Harga minyak mentah West Texas Intermediate (WTI) tetap stabil di sekitar $61,10 selama perdagangan sesi Asia pada hari Selasa. Potensi kenaikan harga minyak didukung oleh komentar terbaru dari Presiden AS, Donald Trump, yang menyarankan kemungkinan pengecualian tarif baru.

Pada hari Senin, Trump mengindikasikan bahwa ia mempertimbangkan keringanan temporer dari tarif 25% pada sektor otomotif, dengan tujuan memberikan waktu kepada para produsen untuk menyelaraskan kembali rantai pasokan mereka. Ia juga mengumumkan pengecualian pada produk-produk teknologi penting di bawah tarif "timbal balik" barunya, yang membantu meningkatkan sentimen risiko global.

Selain itu, harga minyak mendapatkan momentum pada hari Jumat setelah pemerintahan Trump mengumumkan pengecualian tarif pada smartphone, komputer, dan perangkat elektronik lainnya—banyak di antaranya bersumber dari Tiongkok.

Harga Minyak juga mendapat dukungan dari kebangkitan tajam dalam impor minyak mentah Tiongkok. Data yang dirilis pada hari Senin menunjukkan bahwa impor minyak mentah Tiongkok pada bulan Maret naik hampir 5% tahun-ke-tahun, yang sebagian dipicu oleh peningkatan pembelian minyak Iran menjelang sanksi AS yang lebih ketat yang diprakirakan dalam waktu dekat.
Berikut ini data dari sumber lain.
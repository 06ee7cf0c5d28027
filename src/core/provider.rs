/// The text model port: prompt in, raw text out.

use async_trait::async_trait;
use std::time::Duration;
use thiserror::Error;

#[derive(Debug, Clone, PartialEq, Eq, Error)]
pub enum ProviderError {
    #[error("request failed: {0}")]
    RequestFailed(String),
    #[error("invalid response: {0}")]
    InvalidResponse(String),
    #[error("no response within {0:?}")]
    Timeout(Duration),
}

/// A generative text model.
///
/// Implementations own transport, authentication and response unwrapping.
/// Any non-success, including a reply with no text, is an error.
#[async_trait]
pub trait TextProvider: Send + Sync {
    async fn complete(&self, prompt: &str) -> Result<String, ProviderError>;
}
Namun, kenaikan mungkin terbatas karena OPEC+, Organization of the Petroleum Exporting Countries dan sekutu-sekutunya, menurunkan proyeksi pertumbuhan permintaan minyaknya untuk tahun 2025 dan 2026. Kelompok ini kini memprakirakan permintaan akan naik sebesar 1,3 juta barel per hari (bph) pada tahun 2025 dan 1,28 juta bph pada tahun 2026—lebih rendah dari estimasi sebelumnya masing-masing 1,45 juta dan 1,43 juta bph—dengan alasan data kuartal pertama lemah dan dampak dari tindakan perdagangan baru AS.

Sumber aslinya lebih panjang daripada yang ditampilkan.